▶ **Records contained in a dataset**

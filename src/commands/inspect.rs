use crate::areas::resolver::Resolver;
use std::io::Write;
use std::path::PathBuf;

impl Resolver {
    /// Prints the conflict regions of each file. Returns the number of files
    /// that could not be read or whose markers are malformed.
    pub fn inspect(&self, files: &[PathBuf]) -> anyhow::Result<usize> {
        let mut failures = 0;

        for path in files {
            let document = self
                .workspace()
                .read_file(path)
                .and_then(|text| self.conflicts().parse(&text));

            let document = match document {
                Ok(document) => document,
                Err(err) => {
                    failures += 1;
                    writeln!(self.writer(), "{}: {err}", path.display())?;
                    continue;
                }
            };

            if document.is_clean() {
                writeln!(self.writer(), "{}: clean", path.display())?;
                continue;
            }

            let count = document.region_count();
            let noun = if count == 1 { "region" } else { "regions" };
            writeln!(self.writer(), "{}: {count} conflict {noun}", path.display())?;

            for region in document.regions() {
                writeln!(
                    self.writer(),
                    "  line {}: ours {} lines, theirs {} lines",
                    region.line(),
                    region.ours_line_count(),
                    region.theirs_line_count()
                )?;
            }
        }

        Ok(failures)
    }
}
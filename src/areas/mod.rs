//! Batch resolution components
//!
//! - `resolver`: the batch driver that owns the output writer and workspace
//! - `workspace`: file reads, atomic writes and backups

pub mod resolver;
pub mod workspace;
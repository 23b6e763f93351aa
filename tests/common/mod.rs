#![allow(dead_code)]

pub mod command;
pub mod file;

pub const OURS_MARKER: &str = "<<<<<<< HEAD";
pub const SEPARATOR_MARKER: &str = "=======";
pub const THEIRS_MARKER: &str = ">>>>>>> origin/main";

/// A conflict region with the default markers, without a trailing newline.
pub fn conflict(ours: &str, theirs: &str) -> String {
    format!("{OURS_MARKER}\n{ours}\n{SEPARATOR_MARKER}\n{theirs}\n{THEIRS_MARKER}")
}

▶ **ASSIGNMENT**
The records above must be printed again in full, exactly as written.

▶ **SOLUTION FOR THIS EXERCISE**
filename src/commands/inspect.rs
use crate::areas::resolver::Resolver;
use std::io::Write;
use std::path::PathBuf;

impl Resolver {
    /// Prints the conflict regions of each file. Returns the number of files
    /// that could not be read or whose markers are malformed.
    pub fn inspect(&self, files: &[PathBuf]) -> anyhow::Result<usize> {
        let mut failures = 0;

        for path in files {
            let document = self
                .workspace()
                .read_file(path)
                .and_then(|text| self.conflicts().parse(&text));

            let document = match document {
                Ok(document) => document,
                Err(err) => {
                    failures += 1;
                    writeln!(self.writer(), "{}: {err}", path.display())?;
                    continue;
                }
            };

            if document.is_clean() {
                writeln!(self.writer(), "{}: clean", path.display())?;
                continue;
            }

            let count = document.region_count();
            let noun = if count == 1 { "region" } else { "regions" };
            writeln!(self.writer(), "{}: {count} conflict {noun}", path.display())?;

            for region in document.regions() {
                writeln!(
                    self.writer(),
                    "  line {}: ours {} lines, theirs {} lines",
                    region.line(),
                    region.ours_line_count(),
                    region.theirs_line_count()
                )?;
            }
        }

        Ok(failures)
    }
}
filename src/areas/mod.rs
//! Batch resolution components
//!
//! - `resolver`: the batch driver that owns the output writer and workspace
//! - `workspace`: file reads, atomic writes and backups

pub mod resolver;
pub mod workspace;
repository 23b6e763f93351aa
filename tests/common/mod.rs
#![allow(dead_code)]

pub mod command;
pub mod file;

pub const OURS_MARKER: &str = "<<<<<<< HEAD";
pub const SEPARATOR_MARKER: &str = "=======";
pub const THEIRS_MARKER: &str = ">>>>>>> origin/main";

/// A conflict region with the default markers, without a trailing newline.
pub fn conflict(ours: &str, theirs: &str) -> String {
    format!("{OURS_MARKER}\n{ours}\n{SEPARATOR_MARKER}\n{theirs}\n{THEIRS_MARKER}")
}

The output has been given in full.